Questo è il primo passo di un viaggio in tre parti. Qui, poniamo le basi.

Parte I: La soglia dell’incontro

Pachino è un paese situato nel Sud Italia, a pochi chilometri dall’Africa. Ci troviamo in Sicilia, dove i migranti trovano il primo punto di ancoraggio quando abbandonano la loro terra. Gli sbarchi dei migranti hanno necessariamente imposto un processo di riconfigurazione della vita della comunità costiera. Per scrivere questo reportage e’ stata utilizzata una raccolta dati primaria (cioe’ dati raccolti direttamente) soprattutto tramite interviste. Sono inoltre stati utilizzati dati secondari forniti dall’associazione Stella Maris. Il dott. Giuseppe Campisi, co-autore di questo reportage, ha curato la parte geopolitica.
Intervistando la coordinatrice del centro SAI (Sistema Accoglienza Integrato), dott.ssa Giuseppina Alescio e il suo team ho raccolto non solo informazioni ufficiali sul protocollo d’azione per la gestione delle migrazioni, ma anche il punto di vista di persone appartenenti alla comunità. Successivamente, l’intervista al Dott. Campisi e’ servita da spunto per la connessione dei due aspetti principali della ricerca: il primo e’ la comunita’ e il secondo le strategie sociali. Il valore aggiunto a tutto questo si basa sul fatto che, tutti gli intervistati, sono anche residenti locali. Pertanto la loro testimonianza e’ arricchita dalla giusta dose emotiva di chi parla della terra dove vive.

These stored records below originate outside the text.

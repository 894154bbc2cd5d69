//! Text rendering of boards and game notices.

use crate::config::{GlyphStyle, ShellConfig};
use crate::session::ClickResult;
use chess_rules::{Board, MoveRejected, Outcome, Piece, PieceKind, Side, Square};

#[derive(Debug, Clone, Copy, PartialEq, Eq)]
pub struct Renderer {
    pub glyphs: GlyphStyle,
    pub show_coordinates: bool,
}

impl From<&ShellConfig> for Renderer {
    fn from(config: &ShellConfig) -> Self {
        Self {
            glyphs: config.glyphs,
            show_coordinates: config.show_coordinates,
        }
    }
}

impl Renderer {
    pub fn glyph(&self, piece: Piece) -> char {
        match self.glyphs {
            GlyphStyle::Ascii => piece.fen_char(),
            GlyphStyle::Unicode => match (piece.side, piece.kind) {
                (Side::White, PieceKind::King) => '♔',
                (Side::White, PieceKind::Queen) => '♕',
                (Side::White, PieceKind::Rook) => '♖',
                (Side::White, PieceKind::Bishop) => '♗',
                (Side::White, PieceKind::Knight) => '♘',
                (Side::White, PieceKind::Pawn) => '♙',
                (Side::Black, PieceKind::King) => '♚',
                (Side::Black, PieceKind::Queen) => '♛',
                (Side::Black, PieceKind::Rook) => '♜',
                (Side::Black, PieceKind::Bishop) => '♝',
                (Side::Black, PieceKind::Knight) => '♞',
                (Side::Black, PieceKind::Pawn) => '♟',
            },
        }
    }

    /// Row 0 on top. The selected square is bracketed `[x]`, reachable
    /// destinations are parenthesised `(x)`.
    pub fn board(&self, board: &Board, selected: Option<Square>, destinations: &[Square]) -> String {
        let mut out = String::new();
        let files = "   a  b  c  d  e  f  g  h";
        if self.show_coordinates {
            out.push_str(files);
            out.push('\n');
        }

        for row in 0..8 {
            let rank = 8 - row;
            let mut line = String::new();
            if self.show_coordinates {
                line.push_str(&format!("{rank} "));
            }
            for col in 0..8 {
                let sq = Square::at(row, col);
                let glyph = board.piece_at(sq).map_or('.', |pc| self.glyph(pc));
                let (l, r) = if selected == Some(sq) {
                    ('[', ']')
                } else if destinations.contains(&sq) {
                    ('(', ')')
                } else {
                    (' ', ' ')
                };
                line.push(l);
                line.push(glyph);
                line.push(r);
            }
            if self.show_coordinates {
                line.push_str(&format!(" {rank}"));
            }
            out.push_str(line.trim_end());
            out.push('\n');
        }

        if self.show_coordinates {
            out.push_str(files);
            out.push('\n');
        }
        out
    }
}

/// Status banner for an outcome, if it deserves one.
pub fn outcome_notice(outcome: Outcome) -> Option<String> {
    match outcome {
        Outcome::Ongoing => None,
        Outcome::Check(side) => Some(format!("{side} is in check!")),
        Outcome::Checkmate(winner) => Some(format!("{winner} wins by checkmate!")),
        Outcome::KingCaptured(winner) => Some(format!("{winner} wins by capturing the king!")),
    }
}

/// One-line description of a click for the transcript.
pub fn describe(result: &ClickResult) -> String {
    match result {
        ClickResult::Selected(sq) | ClickResult::Reselected(sq) => format!("Selected {sq}"),
        ClickResult::Deselected => "Selection cleared".to_string(),
        ClickResult::Moved {
            from,
            to,
            captured,
            ..
        } => match captured {
            Some(pc) => format!("{from} takes {to} ({:?})", pc.kind),
            None => format!("{from} to {to}"),
        },
        ClickResult::Rejected(MoveRejected::NoOp) => "Selection cleared".to_string(),
        ClickResult::Rejected(e) => e.to_string(),
        ClickResult::Ignored => "Select one of your own pieces".to_string(),
        ClickResult::Locked(outcome) => match outcome.winner() {
            Some(w) => format!("Game over, {w} won. Type 'new' to play again"),
            None => "Game over. Type 'new' to play again".to_string(),
        },
    }
}

#[cfg(test)]
#[path = "render_tests.rs"]
mod render_tests;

Intervista al centro SAI Stella Maris di Pachino

Il centro SAI di Pachino

La dott.ssa Alescio ell’associazione Stella Maris, prima responsabile e coordinatrice del centro SAI di Pachino, mi spiega il Sistema di Accoglienza Integrato configurandolo come una rete creata tra Enti Locali, Comuni e associazioni come, in queato caso, Stella Maris. Nel caso specifico di Pachino, Stella Maris riceve le persone nella seconda fase del processo di accoglienza. Le persone che arrivano hanno più di 18 anni e provengono dai Centri di Prima Accoglienza. Possiedono gia’ lo status di rifugiati, hanno già superato la verifica dei documenti e hanno ottenuto il diritto di rimanere in Italia. Il Centro è il primo punto di riferimento per questi ragazzi. L’obiettivo e’ l’integrazione definitiva all’interno della società. Attualmente il centro SAI di Pachino ospita quarantacinque persone, provenienti da diversi paesi: Bengala, Burkina Faso, Senegal, Gambia, Mali. Questi ragazzi sono accolti in appartamenti gestiti dall’associazine stessa.

Il processo di integrazione

L’alfabetizzazione è il primo passo importante per l’integrazione dei migranti; vengono invitati a frequentare corsi di lingua e alcuni di loro frequentano la scuola superiore e conseguono il diploma. In questo modo, si integrano nella vita locale. La maggior parte dei lavori a Pachino è nel settore agricolo e alberghiero; L’avvocato del team Stella Maris, dott.ssa Sebastiana Dimartino, spiega come, nonostante la scarsa alfabetizzazione nella loro lingua madre, il centro fornisca loro tutti gli strumenti per vivere il più possibile in parità di partecipazione. L’insegnante di lingua italiana, dott.ssa Alessia Cammisuli, ha evidenziato la difficoltà di insegnare l’italiano, soprattutto in relazione alle differenze culturali. Nonostante ciò, alcuni di loro sono riusciti a diventare mediatori linguistici. L’educatrice, Dott.ssa Irene Lucifora, li aiuta a comprendere quali siano le loro competenze per lavori sia di volontariato che retribuiti. Inoltre, vengono organizzati periodicamente diversi laboratori per migliorare le competenze e creare relazioni comunitarie.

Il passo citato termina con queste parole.